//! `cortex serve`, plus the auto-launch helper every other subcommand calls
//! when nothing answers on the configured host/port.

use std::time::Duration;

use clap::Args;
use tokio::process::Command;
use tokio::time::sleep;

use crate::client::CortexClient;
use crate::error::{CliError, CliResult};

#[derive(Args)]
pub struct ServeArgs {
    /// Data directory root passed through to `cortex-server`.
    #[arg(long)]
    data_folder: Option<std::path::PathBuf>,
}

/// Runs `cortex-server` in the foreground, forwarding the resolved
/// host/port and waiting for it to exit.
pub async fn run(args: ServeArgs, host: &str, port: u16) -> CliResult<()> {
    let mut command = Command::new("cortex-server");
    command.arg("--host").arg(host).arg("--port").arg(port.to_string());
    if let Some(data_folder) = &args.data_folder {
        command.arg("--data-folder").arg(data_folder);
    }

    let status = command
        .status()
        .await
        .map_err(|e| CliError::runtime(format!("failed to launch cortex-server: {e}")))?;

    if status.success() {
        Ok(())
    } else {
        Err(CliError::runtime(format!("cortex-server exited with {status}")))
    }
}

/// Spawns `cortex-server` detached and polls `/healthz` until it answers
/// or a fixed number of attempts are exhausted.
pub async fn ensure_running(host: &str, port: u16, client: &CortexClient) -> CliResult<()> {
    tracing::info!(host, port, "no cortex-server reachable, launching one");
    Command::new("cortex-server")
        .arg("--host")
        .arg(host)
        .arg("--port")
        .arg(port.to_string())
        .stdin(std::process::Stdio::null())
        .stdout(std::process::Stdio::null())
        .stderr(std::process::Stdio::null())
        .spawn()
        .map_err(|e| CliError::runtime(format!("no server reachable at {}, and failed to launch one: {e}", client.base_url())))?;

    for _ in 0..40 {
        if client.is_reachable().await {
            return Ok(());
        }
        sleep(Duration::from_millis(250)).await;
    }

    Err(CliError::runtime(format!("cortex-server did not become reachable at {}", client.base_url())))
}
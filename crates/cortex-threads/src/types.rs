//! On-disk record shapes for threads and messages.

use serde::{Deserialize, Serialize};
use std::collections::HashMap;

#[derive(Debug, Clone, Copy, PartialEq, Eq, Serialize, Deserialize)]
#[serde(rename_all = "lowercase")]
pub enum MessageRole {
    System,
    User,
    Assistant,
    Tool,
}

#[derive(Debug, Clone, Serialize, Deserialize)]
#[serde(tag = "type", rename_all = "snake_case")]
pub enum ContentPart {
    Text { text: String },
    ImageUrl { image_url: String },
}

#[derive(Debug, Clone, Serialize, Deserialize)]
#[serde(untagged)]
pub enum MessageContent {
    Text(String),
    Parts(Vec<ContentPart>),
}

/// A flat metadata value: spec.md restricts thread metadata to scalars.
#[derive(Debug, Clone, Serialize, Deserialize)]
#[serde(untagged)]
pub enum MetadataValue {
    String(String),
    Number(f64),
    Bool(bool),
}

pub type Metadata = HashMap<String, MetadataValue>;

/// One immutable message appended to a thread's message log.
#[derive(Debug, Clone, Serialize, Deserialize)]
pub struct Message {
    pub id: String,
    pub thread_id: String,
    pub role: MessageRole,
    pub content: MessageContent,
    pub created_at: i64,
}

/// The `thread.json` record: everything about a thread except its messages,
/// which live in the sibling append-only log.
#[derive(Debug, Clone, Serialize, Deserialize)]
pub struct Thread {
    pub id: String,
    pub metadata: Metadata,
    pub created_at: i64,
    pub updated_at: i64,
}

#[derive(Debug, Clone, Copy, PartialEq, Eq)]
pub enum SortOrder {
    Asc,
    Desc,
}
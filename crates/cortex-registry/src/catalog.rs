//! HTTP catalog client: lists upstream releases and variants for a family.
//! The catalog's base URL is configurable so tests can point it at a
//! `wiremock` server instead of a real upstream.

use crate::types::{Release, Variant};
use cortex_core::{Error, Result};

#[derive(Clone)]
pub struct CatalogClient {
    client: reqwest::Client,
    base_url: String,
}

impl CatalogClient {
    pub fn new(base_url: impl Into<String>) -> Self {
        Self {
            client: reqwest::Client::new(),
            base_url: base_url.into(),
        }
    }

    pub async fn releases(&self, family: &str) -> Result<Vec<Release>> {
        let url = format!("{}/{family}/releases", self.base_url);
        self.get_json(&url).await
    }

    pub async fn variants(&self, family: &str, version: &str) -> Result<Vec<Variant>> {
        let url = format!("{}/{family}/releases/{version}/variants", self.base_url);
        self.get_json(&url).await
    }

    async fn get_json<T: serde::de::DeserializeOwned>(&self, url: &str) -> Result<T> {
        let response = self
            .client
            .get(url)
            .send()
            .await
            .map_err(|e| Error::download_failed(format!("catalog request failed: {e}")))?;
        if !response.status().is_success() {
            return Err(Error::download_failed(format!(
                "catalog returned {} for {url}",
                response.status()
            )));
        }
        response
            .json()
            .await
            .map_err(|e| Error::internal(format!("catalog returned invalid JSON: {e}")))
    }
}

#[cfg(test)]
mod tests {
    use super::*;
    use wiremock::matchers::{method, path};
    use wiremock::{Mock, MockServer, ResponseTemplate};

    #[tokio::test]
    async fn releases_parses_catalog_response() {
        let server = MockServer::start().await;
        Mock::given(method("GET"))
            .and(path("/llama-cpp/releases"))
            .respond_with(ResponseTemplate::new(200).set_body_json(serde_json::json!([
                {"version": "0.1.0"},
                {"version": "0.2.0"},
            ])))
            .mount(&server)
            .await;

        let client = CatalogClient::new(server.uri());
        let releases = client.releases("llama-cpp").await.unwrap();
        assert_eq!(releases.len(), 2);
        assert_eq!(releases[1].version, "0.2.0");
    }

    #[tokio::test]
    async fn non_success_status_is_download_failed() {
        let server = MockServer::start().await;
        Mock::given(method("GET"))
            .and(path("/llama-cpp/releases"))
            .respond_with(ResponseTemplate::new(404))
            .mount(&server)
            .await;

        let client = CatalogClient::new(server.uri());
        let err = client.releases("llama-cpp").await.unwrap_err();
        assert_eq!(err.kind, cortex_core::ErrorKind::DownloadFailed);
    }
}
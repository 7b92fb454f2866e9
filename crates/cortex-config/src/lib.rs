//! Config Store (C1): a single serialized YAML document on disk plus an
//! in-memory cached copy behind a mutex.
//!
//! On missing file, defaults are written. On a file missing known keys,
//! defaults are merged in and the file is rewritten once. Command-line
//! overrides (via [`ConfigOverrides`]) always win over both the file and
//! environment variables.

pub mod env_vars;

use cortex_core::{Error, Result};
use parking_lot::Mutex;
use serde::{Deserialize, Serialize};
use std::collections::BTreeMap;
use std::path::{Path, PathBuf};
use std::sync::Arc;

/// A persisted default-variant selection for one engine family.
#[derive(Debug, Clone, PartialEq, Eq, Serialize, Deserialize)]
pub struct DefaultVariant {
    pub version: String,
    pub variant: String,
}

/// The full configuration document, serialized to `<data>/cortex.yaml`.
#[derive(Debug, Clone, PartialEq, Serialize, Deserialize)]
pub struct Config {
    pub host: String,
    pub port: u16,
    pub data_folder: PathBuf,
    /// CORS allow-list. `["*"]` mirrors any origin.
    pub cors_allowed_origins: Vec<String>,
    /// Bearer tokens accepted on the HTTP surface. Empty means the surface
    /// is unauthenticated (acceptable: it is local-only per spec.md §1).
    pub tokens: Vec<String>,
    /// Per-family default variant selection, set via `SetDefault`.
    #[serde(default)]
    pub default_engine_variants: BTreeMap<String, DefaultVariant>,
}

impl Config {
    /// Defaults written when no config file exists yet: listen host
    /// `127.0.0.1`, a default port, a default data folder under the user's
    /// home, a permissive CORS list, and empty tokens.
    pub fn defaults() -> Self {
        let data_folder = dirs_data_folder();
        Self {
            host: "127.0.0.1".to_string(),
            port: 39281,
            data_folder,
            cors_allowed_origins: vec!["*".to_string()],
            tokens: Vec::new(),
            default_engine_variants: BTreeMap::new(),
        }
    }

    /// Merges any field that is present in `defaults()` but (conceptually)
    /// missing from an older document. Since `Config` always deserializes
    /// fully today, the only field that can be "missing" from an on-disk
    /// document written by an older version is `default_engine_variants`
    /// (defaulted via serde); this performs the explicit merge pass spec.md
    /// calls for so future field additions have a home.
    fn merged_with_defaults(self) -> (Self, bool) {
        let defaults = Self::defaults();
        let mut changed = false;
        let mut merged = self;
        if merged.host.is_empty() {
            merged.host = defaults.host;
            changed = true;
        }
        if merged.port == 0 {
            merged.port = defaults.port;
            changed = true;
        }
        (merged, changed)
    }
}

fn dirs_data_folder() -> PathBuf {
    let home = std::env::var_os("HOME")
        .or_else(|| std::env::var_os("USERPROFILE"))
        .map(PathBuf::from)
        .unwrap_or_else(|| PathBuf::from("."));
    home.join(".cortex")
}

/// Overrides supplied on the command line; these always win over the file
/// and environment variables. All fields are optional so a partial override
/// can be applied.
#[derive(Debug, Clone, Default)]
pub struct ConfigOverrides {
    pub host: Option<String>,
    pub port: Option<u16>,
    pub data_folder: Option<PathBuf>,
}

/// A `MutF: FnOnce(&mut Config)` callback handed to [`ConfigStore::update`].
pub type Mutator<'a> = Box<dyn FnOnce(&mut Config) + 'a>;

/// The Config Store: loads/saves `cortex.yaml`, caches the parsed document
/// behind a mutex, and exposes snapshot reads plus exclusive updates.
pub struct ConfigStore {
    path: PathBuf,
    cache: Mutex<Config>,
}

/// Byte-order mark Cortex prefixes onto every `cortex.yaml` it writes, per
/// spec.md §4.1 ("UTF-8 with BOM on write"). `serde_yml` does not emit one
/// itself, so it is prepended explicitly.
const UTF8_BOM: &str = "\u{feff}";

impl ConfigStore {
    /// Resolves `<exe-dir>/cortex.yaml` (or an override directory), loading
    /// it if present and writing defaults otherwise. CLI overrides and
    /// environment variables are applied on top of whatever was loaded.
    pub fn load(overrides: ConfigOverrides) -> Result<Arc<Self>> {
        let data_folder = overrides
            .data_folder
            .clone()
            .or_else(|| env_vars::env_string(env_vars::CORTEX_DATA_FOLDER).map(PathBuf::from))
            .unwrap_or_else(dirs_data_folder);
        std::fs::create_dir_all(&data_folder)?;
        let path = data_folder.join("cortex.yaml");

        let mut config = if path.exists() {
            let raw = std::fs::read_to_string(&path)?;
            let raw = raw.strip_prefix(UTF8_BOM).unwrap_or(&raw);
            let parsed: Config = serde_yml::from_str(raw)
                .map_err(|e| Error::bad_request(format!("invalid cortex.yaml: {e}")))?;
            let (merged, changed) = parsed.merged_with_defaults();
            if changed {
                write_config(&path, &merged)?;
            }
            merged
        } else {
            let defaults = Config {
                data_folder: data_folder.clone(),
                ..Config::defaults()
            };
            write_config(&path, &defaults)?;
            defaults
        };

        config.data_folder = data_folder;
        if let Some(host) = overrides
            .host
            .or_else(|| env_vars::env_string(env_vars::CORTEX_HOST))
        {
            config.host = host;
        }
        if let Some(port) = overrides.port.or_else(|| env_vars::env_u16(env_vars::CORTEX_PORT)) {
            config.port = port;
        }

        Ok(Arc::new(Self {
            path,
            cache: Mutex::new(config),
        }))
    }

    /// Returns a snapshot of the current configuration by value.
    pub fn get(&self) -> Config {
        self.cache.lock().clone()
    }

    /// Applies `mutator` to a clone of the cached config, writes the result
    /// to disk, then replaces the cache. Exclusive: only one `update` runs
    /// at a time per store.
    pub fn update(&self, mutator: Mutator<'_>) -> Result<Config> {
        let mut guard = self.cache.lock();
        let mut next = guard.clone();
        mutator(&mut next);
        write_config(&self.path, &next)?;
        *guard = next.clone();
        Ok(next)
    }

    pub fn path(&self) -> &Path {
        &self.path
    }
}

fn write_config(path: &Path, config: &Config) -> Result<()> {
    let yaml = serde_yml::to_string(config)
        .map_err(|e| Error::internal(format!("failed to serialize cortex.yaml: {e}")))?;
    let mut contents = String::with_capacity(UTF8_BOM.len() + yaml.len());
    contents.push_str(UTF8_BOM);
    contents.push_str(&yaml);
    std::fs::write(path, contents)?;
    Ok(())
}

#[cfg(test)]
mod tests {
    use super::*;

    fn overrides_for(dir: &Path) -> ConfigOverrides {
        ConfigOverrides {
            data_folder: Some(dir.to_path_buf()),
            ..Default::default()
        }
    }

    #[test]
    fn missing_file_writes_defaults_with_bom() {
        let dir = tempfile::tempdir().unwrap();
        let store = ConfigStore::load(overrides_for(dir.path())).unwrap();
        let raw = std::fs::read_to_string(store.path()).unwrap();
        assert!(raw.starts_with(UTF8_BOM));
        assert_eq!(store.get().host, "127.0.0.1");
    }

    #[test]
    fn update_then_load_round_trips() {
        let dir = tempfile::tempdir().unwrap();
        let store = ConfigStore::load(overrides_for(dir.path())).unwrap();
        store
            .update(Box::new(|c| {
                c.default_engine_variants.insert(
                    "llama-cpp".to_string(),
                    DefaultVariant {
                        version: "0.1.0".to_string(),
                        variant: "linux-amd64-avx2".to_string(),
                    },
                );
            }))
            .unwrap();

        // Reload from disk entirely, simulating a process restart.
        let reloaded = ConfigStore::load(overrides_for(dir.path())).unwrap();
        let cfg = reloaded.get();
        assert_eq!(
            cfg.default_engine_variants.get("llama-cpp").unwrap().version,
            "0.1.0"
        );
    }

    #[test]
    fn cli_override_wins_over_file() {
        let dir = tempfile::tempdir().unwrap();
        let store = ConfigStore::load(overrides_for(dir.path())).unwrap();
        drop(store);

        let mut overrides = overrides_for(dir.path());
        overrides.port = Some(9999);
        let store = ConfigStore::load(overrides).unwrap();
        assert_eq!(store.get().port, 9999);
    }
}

• • •

**EXERCISE INSTRUCTIONS**
Select and copy every line of the listing with the word "ResponseTemplate".

**REPLY**
    use wiremock::{Mock, MockServer, ResponseTemplate};
            .respond_with(ResponseTemplate::new(200).set_body_json(serde_json::json!([
            .respond_with(ResponseTemplate::new(404))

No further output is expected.